2016年10月4日から7日まで、千葉県の幕張メッセにて「CEATEC JAPAN2016」が開催されました。展示会のテーマが「つながる社会、共創する未来」であることをふまえて、Hondaブースでは業務用テレマティックサービス「Honda Biz LINC」と、超小型電気自動車(EV)「MC-β」をベースにしたオープンイノベーションモデル※1を展示し、「Smart Delivery」をテーマにした今までにないプラットフォームコンセプトを初めて披露しました。

※1
オープンイノベーション:自社だけでなく外部が持つ技術や製品、サービスなどを組み合わせ、新しいビジネスモデル、サービスを開発する手法。

配送事業のニーズに応えるスマートなプラットフォームコンセプトを提案。

Hondaブースでまず目をひいたのが「マイクロコミューター豊島屋モデル」
Hondaブースでまず目をひいたのが「マイクロコミューター豊島屋モデル」

 CEATECはこれまでIT・エレクトロニクス総合見本市と呼ばれていましたが、今年は17回目を迎えてコンセプトを一新し「CPS/IoT※2の展示会」として開催されました。 CPS、IoTはいずれも実社会とサイバー空間を連携させてより豊かな社会を築いていくためのテクノロジーです。そのため例年とは異なり、膨大なデータ活用したサービスや課題解決ソリューションの提案が目立ちました。
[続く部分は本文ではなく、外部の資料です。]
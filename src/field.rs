//! Raw column values as delivered by the wire layer.

use crate::error::{Error, Result};

/// Borrowed view of one column value in text format.
///
/// `None` is SQL NULL. A non-null field never extends past the buffer it was
/// built from.
#[derive(Debug, Clone, Copy, PartialEq, Eq, Default)]
pub struct RawField<'a>(Option<&'a [u8]>);

impl<'a> RawField<'a> {
    /// SQL NULL.
    pub const fn null() -> Self {
        Self(None)
    }

    /// A non-null value spanning all of `bytes`.
    pub const fn new(bytes: &'a [u8]) -> Self {
        Self(Some(bytes))
    }

    /// Build a field from a buffer and a declared length.
    ///
    /// `buf == None` is NULL whatever the length. Bytes after `len` are never
    /// visible through the field, so the buffer need not be terminated at `len`.
    pub fn from_parts(buf: Option<&'a [u8]>, len: usize) -> Result<Self> {
        match buf {
            None => Ok(Self(None)),
            Some(buf) => buf.get(..len).map(|s| Self(Some(s))).ok_or_else(|| {
                Error::InvalidUsage(format!(
                    "field length {} exceeds buffer of {} bytes",
                    len,
                    buf.len()
                ))
            }),
        }
    }

    /// Returns true for SQL NULL.
    pub const fn is_null(&self) -> bool {
        self.0.is_none()
    }

    /// The value bytes, or `None` for NULL.
    pub const fn bytes(&self) -> Option<&'a [u8]> {
        self.0
    }

    /// Length in bytes (0 for NULL).
    pub fn len(&self) -> usize {
        self.0.map_or(0, <[u8]>::len)
    }

    /// Returns true for NULL and for empty non-null values.
    pub fn is_empty(&self) -> bool {
        self.len() == 0
    }
}

impl<'a> From<Option<&'a [u8]>> for RawField<'a> {
    fn from(value: Option<&'a [u8]>) -> Self {
        Self(value)
    }
}

impl<'a> From<&'a [u8]> for RawField<'a> {
    fn from(value: &'a [u8]) -> Self {
        Self(Some(value))
    }
}

impl<'a> From<&'a str> for RawField<'a> {
    fn from(value: &'a str) -> Self {
        Self(Some(value.as_bytes()))
    }
}
//! Chrono backend (NaiveDate, NaiveDateTime, NaiveTime, TimeDelta).

use chrono::{NaiveDate, NaiveDateTime, NaiveTime, TimeDelta};

use crate::error::Result;
use crate::value::{DateTime, Interval, TimeOfDay, Value};

use super::{seconds_to_micros, split_seconds, unrepresentable};

/// Temporal value in chrono types.
#[derive(Debug, Clone, Copy, PartialEq, Eq)]
pub enum ChronoValue {
    /// DATE, or a timestamp literal without a time part
    Date(NaiveDate),
    DateTime(NaiveDateTime),
    Time(NaiveTime),
    /// INTERVAL with years and months folded into days
    Interval(TimeDelta),
}

/// `infinity` and `-infinity` saturate to `NaiveDate::MAX` and `NaiveDate::MIN`.
pub(super) fn date_time_value(dt: DateTime) -> Result<Value> {
    if dt == DateTime::MAX {
        return Ok(Value::Chrono(ChronoValue::Date(NaiveDate::MAX)));
    }
    if dt == DateTime::MIN {
        return Ok(Value::Chrono(ChronoValue::Date(NaiveDate::MIN)));
    }

    let date = NaiveDate::from_ymd_opt(
        dt.date.year,
        u32::from(dt.date.month),
        u32::from(dt.date.day),
    )
    .ok_or_else(|| unrepresentable("date", dt.date))?;

    Ok(Value::Chrono(match dt.time {
        None => ChronoValue::Date(date),
        Some(time) => ChronoValue::DateTime(date.and_time(naive_time(time)?)),
    }))
}

pub(super) fn time_value(time: TimeOfDay) -> Result<Value> {
    naive_time(time).map(|t| Value::Chrono(ChronoValue::Time(t)))
}

pub(super) fn interval_value(interval: Interval) -> Result<Value> {
    let days = TimeDelta::try_days(interval.days);
    let micros = seconds_to_micros(interval.seconds).map(TimeDelta::microseconds);
    days.zip(micros)
        .and_then(|(days, micros)| days.checked_add(&micros))
        .map(|delta| Value::Chrono(ChronoValue::Interval(delta)))
        .ok_or_else(|| unrepresentable("interval", interval))
}

fn naive_time(time: TimeOfDay) -> Result<NaiveTime> {
    let (secs, nanos) = split_seconds(time.second);
    NaiveTime::from_hms_nano_opt(u32::from(time.hour), u32::from(time.minute), secs, nanos)
        .ok_or_else(|| unrepresentable("time", time))
}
 今年で出展4回目を数えるHondaは「Smart Delivery」をテーマにブースを構成し、近距離配送ニーズに対応可能なプラットフォームコンセプトを提案しました。
 都市化や過疎化、物流の高度化など、地域コミュニティの環境変化に合わせて近距離移動に対する多様なニーズが高まっていることをふまえ、単にモビリティという「モノ」を提供するのではなく、多様なニーズに対応可能な近距離移動という「コト」をオープンイノベーションによって実現する新たな提案です。

※2
CPS(サイバーフィジカルシステム):実世界の多様なデータをネットワーク等で収集し、これをサイバー空間で大規模に分析して新たな価値を生み出すもの。
IoT(インターネットオブシングス):PCやスマホなどの情報通信機器だけでなく、世の中に存在する様々な“モノ”をインターネットに接続し、自動認識や自動制御、遠隔計測などを行うこと。
3Dプリンタを使って作られたボディのパーツは全部で200個ほど
3Dプリンタを使って作られたボディのパーツは全部で200個ほど
豊島屋の看板商品である鳩サブレーをモチーフにしたデザイン
豊島屋の看板商品である鳩サブレーをモチーフにしたデザイン
配送時に使いやすいよう工夫をこらした荷室
配送時に使いやすいよう工夫をこらした荷室
デザイン・製作を担当した(株)カブクの横井康秀インダストリアルデザイナー
デザイン・製作を担当した(株)カブクの横井康秀インダストリアルデザイナー
ベース車両となった「MC-β」
ベース車両となった「MC-β」
「マイクロコミューター豊島屋モデル」
「マイクロコミューター豊島屋モデル」

 Hondaブースでまず目を引いたのは、さまざまな用途や顧客の要望に合わせてボディを選択・デザインできる「Variable Design Platform」の考え方を超小型EV「MC-β」に取り入れ、3Dプリンタでオリジナルボディを製作した「マイクロコミューター豊島屋モデル」です。

 これは鎌倉の老舗菓子店である株式会社豊島屋とデジタル製造技術に強みを持つ株式会社カブク、そしてHondaの3社が連携したオープンイノベーションモデル。道が狭い鎌倉市内での(株)豊島屋の商品配達を想定して取り回しの良い超小型EV「MC-β」をベースに選定。フロントやサイドには豊島屋のロゴが、後部荷室には銘菓「鳩サブレー」がデザインされたオリジナルボディを(株)カブクが3Dプリンタで製作しました。
 (株)カブクの横井康秀インダストリアルデザイナーは、「鳩サブレーの可愛らしさをイメージし、愛着がわいて近寄りたくなるデザインに仕上げました。幾重にも鳩サブレーが重なったデザインは3Dプリンタならではの造形です。また外観だけでなく荷室も豊島屋さんの配送箱に合わせた大きさで、柔軟に仕切り板を変更できたり、縁には固定用バンドをひっかけるフックを備えるなど、きめ細かい要望に応える専用荷室を3Dプリンタで製作しました」とこのクルマの特徴を語ります。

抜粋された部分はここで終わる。